Je tiens à saluer le fait qu'au Sénat, grâce à l'engagement de Bernard Jomier et de Nicole Bonnefoy, ce travail ait fait l'objet d'un vote à l'unanimité, réunissant donc toutes les familles politiques, allant des Républicains aux communistes en passant par les socialistes et les écologistes. Ce vote est le fruit, je le répète, du dialogue entre Nicole Bonnefoy et Sophie Primas, dans le cadre d'une mission d'information parlementaire. J'aime un parlement dans lequel des personnes d'horizons différents se saisissent d'un sujet et s'arment de courage pour convaincre leurs collègues.

Delphine Batho et moi-même, qui avons abordé le sujet sous des angles différents – la proximité géographique, la sensibilité à la question de la santé publique et à celle des pesticides – avons repris le flambeau en faisant la passerelle avec le Sénat. Nous connaissons également tous les deux Paul François. Je suis fier du travail que nous avons réalisé. Nous sommes allés voir humblement les sénateurs, pour leur demander comment ils avaient bâti leurs propositions et construit une majorité. Nous les avons également invités à la questure pour un petit déjeuner réunissant une vingtaine de députés, dont certains sont ici présents, de tous horizons politiques, parce que nous ne voulions pas politiser ce débat. Nous avons ce jour-là comme prêté le serment de porter ce combat jusqu'à son terme.
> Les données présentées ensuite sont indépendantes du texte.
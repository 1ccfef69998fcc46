//! FlowLine CLI
//!
//! Command-line interface for the FlowLine dashboard:
//! - Serve the dashboard over HTTP
//! - Render the page once
//! - Check Firestore connectivity
//! - Print the default config

use anyhow::Context;
use clap::{Parser, Subcommand};
use std::path::PathBuf;
use std::process::ExitCode;
use std::sync::Arc;

use flowline::config::{generate_default_config, Config, ConfigLoad};
use flowline::connector::{AmbientEnv, FirestoreConnector, Notice, ServiceConnector};
use flowline::dashboard::{Dashboard, DashboardOptions};
use flowline::server::{serve, AppState};

#[derive(Parser)]
#[command(name = "flowline")]
#[command(version = env!("CARGO_PKG_VERSION"))]
#[command(about = "FlowLine Prototype map dashboard")]
pub struct Cli {
    #[command(subcommand)]
    pub command: Commands,

    /// Config file (default: search the standard locations)
    #[arg(short, long, global = true)]
    pub config: Option<PathBuf>,
}

#[derive(Subcommand)]
pub enum Commands {
    /// Run the HTTP server
    Serve {
        /// Host to bind to
        #[arg(long)]
        host: Option<String>,
        /// Port to listen on
        #[arg(short, long)]
        port: Option<u16>,
        /// Attempt the Firestore connection and show its status
        #[arg(long)]
        connectivity_check: bool,
    },

    /// Render the dashboard page once
    Render {
        /// Attempt the Firestore connection and show its status
        #[arg(long)]
        connectivity_check: bool,
        /// Output file (default: stdout)
        #[arg(short, long)]
        output: Option<PathBuf>,
    },

    /// Attempt the Firestore connection and report the outcome
    Check,

    /// Generate default config file
    Config {
        /// Output path (default: stdout)
        #[arg(short, long)]
        output: Option<PathBuf>,
    },
}

#[tokio::main]
async fn main() -> anyhow::Result<ExitCode> {
    let cli = Cli::parse();

    if let Commands::Config { output } = &cli.command {
        write_output(output.as_ref(), &generate_default_config())?;
        return Ok(ExitCode::SUCCESS);
    }

    let loaded = match &cli.config {
        Some(path) => ConfigLoad {
            config: Config::load_with_env(path)?,
            source: Some(path.clone()),
            errors: Vec::new(),
        },
        None => Config::load_default(),
    };

    flowline::telemetry::init(&loaded.config.logging)?;

    for error in &loaded.errors {
        tracing::warn!("Skipping config file: {}", error);
    }
    match &loaded.source {
        Some(path) => tracing::info!("Loaded config from {:?}", path),
        None => tracing::info!("Using default config with environment overrides"),
    }
    let mut config = loaded.config;

    match cli.command {
        Commands::Serve {
            host,
            port,
            connectivity_check,
        } => {
            if let Some(host) = host {
                config.server.host = host;
            }
            if let Some(port) = port {
                config.server.port = port;
            }
            config.dashboard.connectivity_check |= connectivity_check;

            tracing::info!("Starting FlowLine v{}", env!("CARGO_PKG_VERSION"));

            let options = DashboardOptions::from_settings(&config.dashboard);
            let state = if options.connectivity_check {
                tracing::info!("Connectivity check enabled");
                AppState::with_connector(options, build_connector(&config)?)
            } else {
                tracing::info!("Connectivity check disabled (set connectivity_check to enable)");
                AppState::new(options)
            };

            serve(state, &config.server).await?;
            Ok(ExitCode::SUCCESS)
        }

        Commands::Render {
            connectivity_check,
            output,
        } => {
            config.dashboard.connectivity_check |= connectivity_check;

            let options = DashboardOptions::from_settings(&config.dashboard);
            let connector = if options.connectivity_check {
                Some(build_connector(&config)?)
            } else {
                None
            };

            let page = Dashboard::new(options, connector).render_page().await;
            write_output(output.as_ref(), &page.to_html())?;
            Ok(ExitCode::SUCCESS)
        }

        Commands::Check => {
            let connector = build_connector(&config)?;
            let lookup = connector.get_service_handle().await;

            for notice in &lookup.notices {
                match notice {
                    Notice::Warning(text) => eprintln!("warning: {}", text),
                    Notice::Info(text) => eprintln!("info: {}", text),
                }
            }
            println!("{}", lookup.outcome.status_message());

            match lookup.outcome.handle() {
                Some(handle) => {
                    println!("  project:  {}", handle.project_id());
                    println!("  database: {}", handle.database());
                    Ok(ExitCode::SUCCESS)
                }
                None => Ok(ExitCode::FAILURE),
            }
        }

        Commands::Config { .. } => Ok(ExitCode::SUCCESS),
    }
}

fn build_connector(config: &Config) -> anyhow::Result<Arc<ServiceConnector>> {
    let backend = FirestoreConnector::new(config.firestore.clone(), AmbientEnv::capture())
        .context("failed to build Firestore client")?;
    Ok(Arc::new(ServiceConnector::new(Arc::new(backend))))
}

fn write_output(path: Option<&PathBuf>, content: &str) -> anyhow::Result<()> {
    match path {
        Some(path) => {
            std::fs::write(path, content)
                .with_context(|| format!("failed to write {}", path.display()))?;
            eprintln!("Wrote {}", path.display());
        }
        None => print!("{}", content),
    }
    Ok(())
}
//! Logging setup
//!
//! `RUST_LOG` wins when set; otherwise the `[logging]` level applies to the
//! flowline and tower_http targets. Output goes to stderr so `flowline render`
//! can write the page to stdout.

use thiserror::Error;
use tracing_subscriber::{layer::SubscriberExt, util::SubscriberInitExt, EnvFilter};

use crate::config::LoggingConfig;

/// Install the global tracing subscriber
pub fn init(config: &LoggingConfig) -> Result<(), TelemetryError> {
    let filter = match EnvFilter::try_from_default_env() {
        Ok(filter) => filter,
        Err(_) => EnvFilter::try_new(default_directive(config))
            .map_err(|e| TelemetryError::InvalidFilter(e.to_string()))?,
    };

    let registry = tracing_subscriber::registry().with(filter);

    let result = if config.format.eq_ignore_ascii_case("json") {
        registry
            .with(
                tracing_subscriber::fmt::layer()
                    .json()
                    .with_writer(std::io::stderr),
            )
            .try_init()
    } else {
        registry
            .with(tracing_subscriber::fmt::layer().with_writer(std::io::stderr))
            .try_init()
    };

    result.map_err(|e| TelemetryError::Init(e.to_string()))
}

fn default_directive(config: &LoggingConfig) -> String {
    format!("flowline={level},tower_http={level}", level = config.level)
}

#[derive(Error, Debug)]
pub enum TelemetryError {
    #[error("invalid log filter: {0}")]
    InvalidFilter(String),

    #[error("failed to install subscriber: {0}")]
    Init(String),
}

#[cfg(test)]
mod tests {
    use super::*;

    #[test]
    fn test_default_directive() {
        let config = LoggingConfig {
            level: "debug".to_string(),
            ..Default::default()
        };
        assert_eq!(default_directive(&config), "flowline=debug,tower_http=debug");
        assert!(EnvFilter::try_new(default_directive(&config)).is_ok());
    }
}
C'est que le temps est venu de créer un fonds. Vous avez rappelé les étapes qu'il est nécessaire de franchir. Un premier tuyau a été créé par Stéphane Le Foll, qui n'a pas pu terminer son ouvrage : l'extension de la taxation sur les entreprises phytopharmaceutiques pour financer ce fonds. Celui-ci le serait en effet par trois canaux différents : la Mutualité sociale agricole, qui est prête à s'engager sur ce terrain, l'État, et cette taxe sur les entreprises phytopharmaceutiques. Un canal financier a été créé, sans être exploité dans le cadre d'une loi. La création du fonds est la deuxième étape, la troisième consistant dans la détermination des modalités : le tableau des maladies professionnelles – Delphine Batho connaît ce sujet parfaitement – pourra être établi dans le temps.

Nous ne demandons pas des décisions immédiates et définitives, mais, en hommage à tous ceux qui combattent depuis des années sur le terrain et qui souffrent, il convient de prévoir une mesure de réparation intégrale, préparée avec des comités d'éthique dans le respect des différentes spécialités. Je le répète : le moment est venu de créer un fonds et il n'y a pas de meilleur texte pour le faire que le présent texte ÉGALIM. Notre insistance n'est que la traduction de l'urgence morale qu'il y a à créer aujourd'hui ce fonds tout en donnant le temps au Gouvernement, dans le dialogue avec la société civile, pour créer les modalités de son financement et déterminer l'affectation des ressources que ce fonds aura collectées au bénéfice des victimes.

Sur le terrain, des personnes souffrent, et nous attendent. Il sera temps d'apporter toutes les précisions nécessaires dans le cadre du projet de loi de financement de la sécurité sociale mais, je le répète, le moment est venu d'agir, de nous rassembler et de faire face avec courage, en l'honneur de ceux qui nous ont précédés.